EZH2‐associated tumor malignancy: A prominent target for cancer treatment

Abstract

AbstractThe discussion in this review centers around the significant relationships between EZH2 and the initiation, progression, metastasis, metabolism, drug resistance, and immune regulation of cancer. Polycomb group (PcG) proteins, which encompass two primary Polycomb repressor complexes (PRC1 and PRC2), have been categorized. PRC2 consists mainly of four subunits, namely EZH2, EED, SUZ12, and RbAp46/48. As the crucial catalytic component within the PRC2 complex, EZH2 plays a pivotal role in controlling a wide range of biological processes.
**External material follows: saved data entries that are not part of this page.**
#[cfg(feature = "ui")]
impl ViewerApp {
    fn new(config: AppConfig, runtime: Handle) -> Self {
        let (tx, rx) = mpsc::unbounded_channel();
        let api = ApiClient::new(&config.api);
        let store = SessionStore::new(&config.session);

        let startup = store.clone();
        let sender = tx.clone();
        runtime.spawn(async move {
            let _ = sender.send(Message::Session(startup.get().await));
        });

        Self {
            config,
            runtime,
            api,
            store,
            session: None,
            route: Route::Login,
            address: Route::Login.to_string(),
            tx,
            rx,
            form: login::LoginForm::default(),
            alert: None,
            cameras: None,
            detail: None,
            detail_cancel: None,
            player: None,
            playback: None,
            speed: 1,
        }
    }

    fn authed(&self) -> Option<ApiClient> {
        self.session.as_ref().map(|s| self.api.with_session(s))
    }

    fn set_session(&mut self, session: Option<Session>) {
        // dropping the sender stops the old controller task, which closes its session
        self.player = None;
        self.playback = None;
        self.player = self.session_player(session.as_ref());
        self.session = session;
    }

    /// Spawn the task that owns this session's player. Commands are applied
    /// strictly in the order they are sent.
    fn session_player(&self, session: Option<&Session>) -> Option<mpsc::UnboundedSender<PlayerCommand>> {
        let api = self.api.with_session(session?);
        let surface = VideoSurface::from_config(&self.config.player);
        let controller = PlaybackController::new(api, surface, &self.config.player);
        let (commands, rx) = mpsc::unbounded_channel();
        let tx = self.tx.clone();
        self.runtime.spawn(controller.serve(rx, move |route, status| {
            let _ = tx.send(Message::Playback(route.clone(), status));
        }));
        Some(commands)
    }

    fn command_player(&self, command: PlayerCommand) {
        if let Some(player) = &self.player {
            if player.send(command).is_err() {
                tracing::warn!("player task is gone");
            }
        }
    }

    fn control(&self, control: RecordingControl, target: StreamTarget) {
        let Some(api) = self.authed() else {
            return;
        };
        let tx = self.tx.clone();
        self.runtime.spawn(async move {
            let result = api.control_recording(&target, control).await;
            let _ = tx.send(Message::Control(control, result));
        });
    }

    fn navigate(&mut self, route: Route) {
        let route = route.guard(self.session.as_ref());
        tracing::debug!("navigating to {}", route);

        if let Some(cancel) = self.detail_cancel.take() {
            cancel.cancel();
        }
        if !matches!(route, Route::Segment { .. }) {
            self.playback = None;
            self.command_player(PlayerCommand::Close);
        }

        match &route {
            Route::Login => {}
            Route::Cameras => {
                self.cameras = None;
                if let Some(api) = self.authed() {
                    let tx = self.tx.clone();
                    self.runtime.spawn(async move {
                        let _ = tx.send(Message::Cameras(CameraListView::load(&api).await));
                    });
                }
            }
            Route::Camera(id) => {
                self.detail = None;
                if let Some(api) = self.authed() {
                    let cancel = CancellationToken::new();
                    self.detail_cancel = Some(cancel.clone());
                    let (id, tx) = (*id, self.tx.clone());
                    self.runtime.spawn(async move {
                        let _ = tx.send(Message::Camera(id, CameraDetail::load(&api, id, &cancel).await));
                    });
                }
            }
            Route::Segment { .. } => self.command_player(PlayerCommand::Open(route.clone())),
        }

        self.address = route.to_string();
        self.route = route;
    }

    fn submit_login(&mut self) {
        self.form.loading = true;
        let (api, store, tx) = (self.api.clone(), self.store.clone(), self.tx.clone());
        let mut form = self.form.clone();
        self.runtime.spawn(async move {
            let outcome = form.submit(&api, &store).await;
            let _ = tx.send(Message::LoggedIn(outcome, store.get().await));
        });
    }

    fn logout(&mut self) {
        let (store, tx) = (self.store.clone(), self.tx.clone());
        self.runtime.spawn(async move {
            let _ = tx.send(Message::LoggedOut(login::logout(&store).await));
        });
    }

    fn drain_messages(&mut self) {
        while let Ok(message) = self.rx.try_recv() {
            match message {
                Message::Session(session) => {
                    self.set_session(session);
                    let route = self.route.clone();
                    self.navigate(route);
                }
                Message::LoggedIn(outcome, session) => {
                    self.form.loading = false;
                    match outcome {
                        login::LoginOutcome::Navigate(route) => {
                            self.set_session(session);
                            self.form.token.clear();
                            self.navigate(route);
                        }
                        login::LoginOutcome::Alert(message) => self.alert = Some(message),
                    }
                }
                Message::LoggedOut(result) => match result {
                    Ok(route) => {
                        self.set_session(None);
                        self.navigate(route);
                    }
                    Err(e) => self.alert = Some(format!("Logout failed: {e:#}")),
                },
                Message::Cameras(result) => {
                    self.cameras = Some(result.map_err(|e| {
                        tracing::error!("error fetching cameras: {}", e);
                        e.to_string()
                    }));
                }
                Message::Camera(id, result) => {
                    if self.route != Route::Camera(id) || matches!(result, Err(ApiError::Cancelled)) {
                        continue;
                    }
                    self.detail = Some(result.map_err(|e| e.to_string()));
                }
                Message::Playback(route, status) => {
                    if self.route == route {
                        self.playback = status;
                    }
                }
                Message::Control(control, result) => match result {
                    Ok(ack) => tracing::info!("recording {}: {:?}", control, ack),
                    Err(e) => self.alert = Some(format!("Recording {control} failed: {e}")),
                },
            }
        }
    }

    fn show_login(&mut self, ui: &mut egui::Ui) -> bool {
        let mut submit = false;
        ui.heading("Login");
        ui.separator();
        ui.label("Personal access token");
        let field = ui.add(egui::TextEdit::singleline(&mut self.form.token).password(true));
        if field.lost_focus() && ui.input(|i| i.key_pressed(egui::Key::Enter)) {
            submit = true;
        }
        ui.horizontal(|ui| {
            if ui.button("Login").clicked() {
                submit = true;
            }
            if self.form.loading {
                ui.spinner();
            }
        });
        submit
    }

    fn show_cameras(&self, ui: &mut egui::Ui) -> Option<Route> {
        let mut next = None;
        ui.heading("Cameras");
        ui.separator();
        match &self.cameras {
            None => {
                ui.spinner();
            }
            Some(Err(e)) => {
                ui.colored_label(egui::Color32::RED, format!("Error fetching cameras: {e}"));
            }
            Some(Ok(view)) => {
                ui.label(format!("{} of {} cameras", view.cards.len(), view.total));
                egui::Grid::new("camera_cards").striped(true).show(ui, |ui| {
                    for card in &view.cards {
                        if ui.link(card.name.as_str()).clicked() {
                            next = view.select(card.id);
                        }
                        ui.label(card.status.as_str());
                        ui.label(if card.has_recording { "recording" } else { "" });
                        ui.end_row();
                    }
                });
            }
        }
        next
    }

    fn show_camera(&self, ui: &mut egui::Ui) -> Option<Route> {
        let mut next = None;
        let detail = match &self.detail {
            None => {
                ui.spinner();
                return None;
            }
            Some(Err(e)) => {
                ui.colored_label(egui::Color32::RED, format!("Error fetching camera: {e}"));
                return None;
            }
            Some(Ok(detail)) => detail,
        };

        let camera = &detail.camera;
        ui.heading(camera.name.as_str());
        ui.label(format!("Owner: {} <{}>", camera.owner.full_name(), camera.owner.email));
        ui.separator();

        ui.group(|ui| {
            match &detail.live {
                LiveView::Video { url, .. } => {
                    ui.label("Live video (autoplay, muted)");
                    ui.hyperlink(url);
                }
                LiveView::Image { url } => {
                    ui.label("Live image");
                    ui.hyperlink(url);
                }
                other => {
                    ui.label(other.message().unwrap_or_default());
                }
            }
            if let Some(link) = &detail.live_link {
                ui.hyperlink_to("View live stream in new tab", link);
            }
        });

        ui.separator();
        match &detail.recording {
            Ok(info) => {
                ui.label(format!("Recording: {} (retention {})", info.status, info.retention));
                ui.label(format!(
                    "{} to {}",
                    display_local(&info.recording_start),
                    display_local(&info.recording_end)
                ));
            }
            Err(_) => {
                ui.label("Recording info unavailable");
            }
        }

        match &detail.timeline {
            Some(Ok(timeline)) => {
                egui::ScrollArea::vertical().auto_shrink([false; 2]).show(ui, |ui| {
                    for (i, card) in timeline.cards.iter().enumerate() {
                        let text = format!(
                            "{}: {} - {}",
                            card.label,
                            display_local(&card.segment.start),
                            display_local(&card.segment.end)
                        );
                        if ui.button(text).clicked() {
                            next = timeline.select(i);
                        }
                    }
                });
            }
            Some(Err(e)) => {
                ui.colored_label(egui::Color32::YELLOW, format!("Timeline unavailable: {e}"));
            }
            None => {}
        }
        next
    }

    fn show_segment(&mut self, ui: &mut egui::Ui) -> Option<Route> {
        let Route::Segment { id, .. } = &self.route else {
            return None;
        };
        let id = *id;
        let mut next = None;
        ui.horizontal(|ui| {
            if ui.button("< Camera").clicked() {
                next = Some(Route::Camera(id));
            }
            ui.heading(format!("Recorded segment, camera {id}"));
        });
        ui.separator();

        let Some(status) = self.playback.as_ref().map(|rx| rx.borrow().clone()) else {
            ui.label("Nothing to play");
            return next;
        };
        match &status.state {
            PlaybackState::Error(e) => {
                ui.colored_label(egui::Color32::RED, e.to_string());
            }
            state => {
                ui.label(format!("State: {state:?}"));
            }
        }
        if let Some(sink) = status.sink {
            ui.label(format!("Player: {sink}"));
        }
        ui.label(format!("Fragments loaded: {}", status.fragments_loaded));
        if status.start_rejected {
            ui.colored_label(egui::Color32::YELLOW, "The player refused to start");
        }
        if let Some(e) = &status.last_error {
            ui.colored_label(egui::Color32::YELLOW, e.to_string());
        }
        if status.ended {
            ui.label("Segment ended");
        }

        if let Some(target) = status.controls {
            ui.separator();
            let mut action = None;
            ui.horizontal(|ui| {
                if ui.button("Play").clicked() {
                    action = Some(RecordingControl::Play);
                }
                if ui.button("Pause").clicked() {
                    action = Some(RecordingControl::Pause);
                }
                ui.add(egui::DragValue::new(&mut self.speed).clamp_range(0..=16).suffix("x"));
                if ui.button("Set speed").clicked() {
                    action = Some(RecordingControl::Speed(self.speed));
                }
            });
            if let Some(action) = action {
                self.control(action, target);
            }
        }
        next
    }
}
Overexpression/mutations of EZH2 have been detected in a wide variety of tumors. Several mechanisms of EZH regulation have been identified, including regulation EZH2 mRNA by miRNAs, LncRNAs, accessibility to DNA via DNA‐binding proteins, post‐translational modifications, and transcriptional regulation. EZH2 signaling triggers cancer progression and may intervene with anti‐tumor immunity; therefore it has charmed attention as an effective therapeutic target in cancer therapy. Numerous nucleic acid‐based therapies have been used in the modification of EZH2. In addition to gene therapy approaches, pharmaceutical compounds can be used to target the EZH2 signaling pathway in the treatment of cancer. EZH2‐associated tumor cells and immune cells enhance the effects of the immune response in a variety of human malignancies. The combination of epigenetic modifying agents, such as anti‐EZH2 compounds with immunotherapy, could potentially be efficacious even in the context of immunosuppressive tumors. Summary, understanding the mechanisms underlying resistance to EZH2 inhibitors may facilitate the development of novel drugs to prevent or treat relapse in treated patients.